You are viewing a plain text version of this content. The canonical link for it is here.

Posted to java-user@lucene.apache.org by Brisbart Franck <Fr...@kelkoo.net> on 2003/02/04 09:12:33 UTC

how to get an extra count

Hi all,

I'm trying to gather information about my non-searched (ie not used for 
the search) fields.
Let's take an index with 2 fields: 'artist' (for the artist name) an 
'type' (for his type of music).
I need to perform a search on the 'artist' field to retrieve a list of 
artists matching the query.
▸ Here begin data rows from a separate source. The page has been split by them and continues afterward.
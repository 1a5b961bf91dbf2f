//! Advisory field checks: email shape and recognisable dates.
//!
//! Nothing in the core refuses to persist or render because of these. The
//! collaborator decides whether an issue blocks anything.

use chrono::{Datelike, NaiveDate};
use serde::{Deserialize, Serialize};

use crate::model::Resume;

#[derive(Debug, Clone, PartialEq, Eq, Serialize, Deserialize)]
pub struct FieldIssue {
    /// Path to the field, e.g. `experience[1].start_date`.
    pub field: String,
    pub value: String,
    pub message: String,
}

#[derive(Debug, Clone, PartialEq, Eq, Serialize, Deserialize)]
pub struct FieldReport {
    pub passed: bool,
    pub issues: Vec<FieldIssue>,
}

/// Accepted date spellings, for messages.
const DATE_HINT: &str = "use e.g. 2024, 03/2024, Mar 2024, March 2024, 2024-03-01 or Present";

/// Checks an email address. Empty is accepted.
///
/// Shape: `local@domain.tld` with local part `[A-Za-z0-9._%+-]+`, domain
/// `[A-Za-z0-9.-]+` and an alphabetic top-level label of at least 2 chars.
pub fn check_email(email: &str) -> Result<(), String> {
    let email = email.trim();
    if email.is_empty() {
        return Ok(());
    }

    let invalid = || Err(format!("Invalid email format: {email}"));

    let Some((local, domain)) = email.split_once('@') else {
        return invalid();
    };
    let local_ok = !local.is_empty()
        && local
            .chars()
            .all(|c| c.is_ascii_alphanumeric() || matches!(c, '.' | '_' | '%' | '+' | '-'));
    let domain_ok = !domain.is_empty()
        && domain
            .chars()
            .all(|c| c.is_ascii_alphanumeric() || matches!(c, '.' | '-'));
    let tld_ok = match domain.rsplit_once('.') {
        Some((host, tld)) => {
            !host.is_empty() && tld.len() >= 2 && tld.chars().all(|c| c.is_ascii_alphabetic())
        }
        None => false,
    };

    if local_ok && domain_ok && tld_ok {
        Ok(())
    } else {
        invalid()
    }
}

/// Checks a free-text date. Empty and the exact word `Present` are accepted.
///
/// Years run from 1 to 9999 and carry no sign.
pub fn check_date(date: &str) -> Result<(), String> {
    let date = date.trim();
    if date.is_empty() || date == "Present" {
        return Ok(());
    }

    if parse_date(date).is_some_and(|d| (1..=9999).contains(&d.year())) {
        Ok(())
    } else {
        Err(format!("Invalid date format: {date}; {DATE_HINT}"))
    }
}

fn parse_date(date: &str) -> Option<NaiveDate> {
    if date.starts_with(&['+', '-'][..]) || date.contains("/+") || date.contains(" +") {
        return None;
    }
    if date.len() == 4 && date.chars().all(|c| c.is_ascii_digit()) {
        return NaiveDate::parse_from_str(&format!("{date}-01-01"), "%Y-%m-%d").ok();
    }
    NaiveDate::parse_from_str(date, "%Y-%m-%d")
        .or_else(|_| NaiveDate::parse_from_str(&format!("01/{date}"), "%d/%m/%Y"))
        .or_else(|_| NaiveDate::parse_from_str(&format!("01 {date}"), "%d %b %Y"))
        .or_else(|_| NaiveDate::parse_from_str(&format!("01 {date}"), "%d %B %Y"))
        .ok()
}

/// Runs every field check over `resume`, collecting all issues.
pub fn check_resume(resume: &Resume) -> FieldReport {
    let mut issues = Vec::new();

    if let Some(email) = resume.contact.email.as_deref() {
        push_issue(&mut issues, "contact.email", email, check_email(email));
    }

    let mut dates = |prefix: &str, index: usize, start: &str, end: &str| {
        push_issue(
            &mut issues,
            &format!("{prefix}[{index}].start_date"),
            start,
            check_date(start),
        );
        push_issue(
            &mut issues,
            &format!("{prefix}[{index}].end_date"),
            end,
            check_date(end),
        );
    };
    for (i, exp) in resume.experience.iter().enumerate() {
        dates("experience", i, &exp.start_date, &exp.end_date);
    }
    for (i, proj) in resume.projects.iter().enumerate() {
        dates("projects", i, &proj.start_date, &proj.end_date);
    }
    for (i, edu) in resume.education.iter().enumerate() {
        dates("education", i, &edu.start_date, &edu.end_date);
    }

    FieldReport {
        passed: issues.is_empty(),
        issues,
    }
}

fn push_issue(issues: &mut Vec<FieldIssue>, field: &str, value: &str, result: Result<(), String>) {
    if let Err(message) = result {
        issues.push(FieldIssue {
            field: field.to_string(),
            value: value.to_string(),
            message,
        });
    }
}
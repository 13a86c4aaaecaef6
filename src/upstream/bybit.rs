//! Bybit fiat OTC client
//!
//! POSTs the online-items filter payload to Bybit's P2P endpoint and unwraps
//! the response envelope into a page of listings.

use super::{FetchError, Listing, PageFetcher};
use crate::config::UpstreamConfig;
use async_trait::async_trait;
use reqwest::header::{ACCEPT, CONTENT_TYPE};
use reqwest::Client;
use serde::{Deserialize, Deserializer, Serialize};
use std::time::Duration;
use tokio_util::sync::CancellationToken;

/// Upstream path for online P2P offers
pub const ONLINE_ITEMS_PATH: &str = "/x-api/fiat/otc/item/online";

/// Fallback message when the upstream reports failure without a reason
const UPSTREAM_FALLBACK_MSG: &str = "unexpected response from upstream";

/// HTTP client for the Bybit P2P online-items endpoint
pub struct BybitClient {
    config: UpstreamConfig,
    client: Client,
}

impl BybitClient {
    /// Create a new client from upstream configuration
    pub fn new(config: UpstreamConfig) -> Self {
        let client = Client::builder()
            .timeout(Duration::from_secs(config.timeout_secs))
            .build()
            .expect("Failed to create HTTP client");

        Self { config, client }
    }

    fn endpoint(&self) -> String {
        format!(
            "{}{}",
            self.config.base_url.trim_end_matches('/'),
            ONLINE_ITEMS_PATH
        )
    }

    /// Build the filter payload for the given 1-based page
    fn build_request(&self, page: u32) -> OnlineItemsRequest {
        OnlineItemsRequest {
            user_id: String::new(),
            token_id: self.config.token_id.clone(),
            currency_id: self.config.currency_id.clone(),
            payment: self.config.payment_methods.clone(),
            side: self.config.side.clone(),
            size: self.config.page_size.to_string(),
            page: page.to_string(),
            amount: self.config.min_amount.clone(),
            va_maker: false,
            bulk_maker: false,
            can_trade: false,
            verification_filter: 0,
            sort_type: self.config.sort_type.clone(),
            payment_period: vec![],
            item_region: self.config.item_region,
        }
    }

    async fn send_request(&self, page: u32) -> Result<Vec<Listing>, FetchError> {
        let url = self.endpoint();

        tracing::debug!(page, url = %url, "Fetching P2P listings page");

        let response = self
            .client
            .post(&url)
            .header(CONTENT_TYPE, "application/json;charset=UTF-8")
            .header(ACCEPT, "application/json")
            .json(&self.build_request(page))
            .send()
            .await?;

        let status = response.status();
        if !status.is_success() {
            return Err(FetchError::Transport {
                status: status.as_u16(),
                reason: status
                    .canonical_reason()
                    .unwrap_or("unknown status")
                    .to_string(),
            });
        }

        let envelope: OnlineItemsResponse = response.json().await?;
        envelope.into_listings()
    }
}

#[async_trait]
impl PageFetcher for BybitClient {
    async fn fetch_page(
        &self,
        page: u32,
        cancel: &CancellationToken,
    ) -> Result<Vec<Listing>, FetchError> {
        tokio::select! {
            biased;
            _ = cancel.cancelled() => Err(FetchError::Cancelled),
            result = self.send_request(page) => result,
        }
    }
}

/// Filter payload for the online-items endpoint
#[derive(Debug, Serialize)]
#[serde(rename_all = "camelCase")]
struct OnlineItemsRequest {
    user_id: String,
    token_id: String,
    currency_id: String,
    payment: Vec<String>,
    side: String,
    size: String,
    page: String,
    amount: String,
    va_maker: bool,
    bulk_maker: bool,
    can_trade: bool,
    verification_filter: i32,
    sort_type: String,
    payment_period: Vec<String>,
    item_region: i32,
}

/// Response envelope from the online-items endpoint
#[derive(Debug, Deserialize)]
struct OnlineItemsResponse {
    ret_code: i64,
    #[serde(default)]
    ret_msg: String,
    result: Option<OnlineItemsResult>,
}

#[derive(Debug, Deserialize)]
struct OnlineItemsResult {
    #[serde(default)]
    #[allow(dead_code)]
    count: i64,
    #[serde(default, deserialize_with = "listings_or_empty")]
    items: Vec<Listing>,
}

impl OnlineItemsResponse {
    /// Success iff ret_code is zero and a result payload is present
    fn into_listings(self) -> Result<Vec<Listing>, FetchError> {
        match self.result {
            Some(result) if self.ret_code == 0 => Ok(result.items),
            _ => {
                let msg = if self.ret_msg.is_empty() {
                    UPSTREAM_FALLBACK_MSG.to_string()
                } else {
                    self.ret_msg
                };
                Err(FetchError::Upstream(msg))
            }
        }
    }
}

/// Accept a missing or malformed items field as an empty page
fn listings_or_empty<'de, D>(deserializer: D) -> Result<Vec<Listing>, D::Error>
where
    D: Deserializer<'de>,
{
    let value = serde_json::Value::deserialize(deserializer)?;
    let Some(entries) = value.as_array() else {
        return Ok(Vec::new());
    };

    Ok(entries
        .iter()
        .cloned()
        .filter_map(|entry| serde_json::from_value(entry).ok())
        .collect())
}
//! One-shot page fetch for inspecting upstream responses

use crate::config::Config;
use crate::upstream::{BybitClient, PageFetcher};
use clap::Args;
use tokio_util::sync::CancellationToken;

#[derive(Args, Debug)]
pub struct FetchArgs {
    /// 1-based page number to request
    #[arg(short, long, default_value_t = 1)]
    pub page: u32,
}

impl FetchArgs {
    pub async fn execute(&self, config: &Config) -> anyhow::Result<()> {
        let client = BybitClient::new(config.upstream.clone());
        let cancel = CancellationToken::new();

        let listings = client.fetch_page(self.page, &cancel).await?;

        println!("{} listings on page {}", listings.len(), self.page);
        for (index, listing) in listings.iter().enumerate() {
            println!(
                "{:>3}. {}  {}  [{} .. {}]",
                index + 1,
                listing.nick_name,
                listing.price,
                listing.min_amount,
                listing.max_amount
            );
        }

        Ok(())
    }
}
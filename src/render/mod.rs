//! Terminal rendering of snapshots
//!
//! Presentation glue only: number/date formatting and table layout

use crate::poll::{parse_price, Snapshot};
use crate::upstream::Listing;
use chrono::{DateTime, Local, Utc};
use comfy_table::modifiers::UTF8_ROUND_CORNERS;
use comfy_table::presets::UTF8_FULL;
use comfy_table::{Cell, Color, Table};
use rust_decimal::Decimal;

/// Placeholder for absent values
const EMPTY_VALUE: &str = "—";

/// Clear the terminal before redrawing
pub fn clear_terminal() {
    println!("{}c", 27 as char);
}

/// Format a price with two decimals and the currency sign
pub fn format_price(value: Option<Decimal>) -> String {
    match value {
        Some(v) => format!("{v:.2} ₽"),
        None => EMPTY_VALUE.to_string(),
    }
}

/// Format the last-updated instant as local wall-clock time
pub fn format_updated_at(value: Option<DateTime<Utc>>) -> String {
    match value {
        Some(ts) => ts.with_timezone(&Local).format("%H:%M:%S").to_string(),
        None => EMPTY_VALUE.to_string(),
    }
}

/// Render a full snapshot for the terminal
pub fn render_snapshot(snapshot: &Snapshot, refresh_interval_secs: u64) -> String {
    let mut out = String::new();

    if snapshot.loading && snapshot.is_empty() {
        out.push_str("Loading current rates...\n");
        return out;
    }

    if let Some(error) = &snapshot.error {
        out.push_str(&format!("Failed to refresh: {error}\n"));
        out.push_str("Press Enter to retry; previous data shown below.\n\n");
    }

    out.push_str(&render_section(
        "Last of page 1 + first 5 of page 2",
        &snapshot.primary,
        snapshot.primary_average,
        1,
    ));
    out.push('\n');
    out.push_str(&render_section(
        "Positions 15–20 (page 2)",
        &snapshot.secondary,
        snapshot.secondary_average,
        15,
    ));
    out.push('\n');
    out.push_str(&format!(
        "Refreshing every {refresh_interval_secs} s. Last update: {}\n",
        format_updated_at(snapshot.last_updated)
    ));

    out
}

fn render_section(
    title: &str,
    listings: &[Listing],
    average: Option<Decimal>,
    first_rank: usize,
) -> String {
    let mut out = format!("{title}\n");
    out.push_str(&format!(
        "Average: {} over {} offers\n",
        format_price(average),
        listings.len()
    ));

    if listings.is_empty() {
        out.push_str("No offers available.\n");
        return out;
    }

    let mut table = Table::new();
    table
        .load_preset(UTF8_FULL)
        .apply_modifier(UTF8_ROUND_CORNERS)
        .set_header(vec![
            Cell::new("#"),
            Cell::new("Advertiser"),
            Cell::new("Price").fg(Color::Green),
        ]);

    for (index, listing) in listings.iter().enumerate() {
        table.add_row(vec![
            (first_rank + index).to_string(),
            listing.nick_name.clone(),
            format_price(parse_price(listing)),
        ]);
    }

    out.push_str(&table.to_string());
    out.push('\n');
    out
}
//! CLI interface for p2p-rates
//!
//! Provides subcommands for:
//! - `run`: Start the rate watcher
//! - `fetch`: One-shot page fetch (no polling)
//! - `config`: Show effective configuration

mod fetch;
mod run;

pub use fetch::FetchArgs;
pub use run::RunArgs;

use clap::{Parser, Subcommand};

#[derive(Parser, Debug)]
#[command(name = "p2p-rates")]
#[command(about = "Terminal watcher for Bybit P2P USDT/RUB buy offers")]
#[command(version)]
pub struct Cli {
    #[command(subcommand)]
    pub command: Commands,

    /// Path to configuration file
    #[arg(short, long, default_value = "config.toml")]
    pub config: String,
}

#[derive(Subcommand, Debug)]
pub enum Commands {
    /// Start the rate watcher
    Run(RunArgs),
    /// Fetch one page of listings and exit
    Fetch(FetchArgs),
    /// Show effective configuration
    Config,
}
But I also need to have the number of 
artists per 'type'.
My first solution was to write a HitCollector which do the work:
     public void collect(int doc, float score) {
     Document document = indexReader_.document(doc);
     if(document.get("type").equals("Rock"))
         nbRock++;
     ...
     }
But, as I first get the document to analyze my non-searched field, the 
treatment can be very long for searches with lots of results.

Is there any better(=faster) method to have this extra info ??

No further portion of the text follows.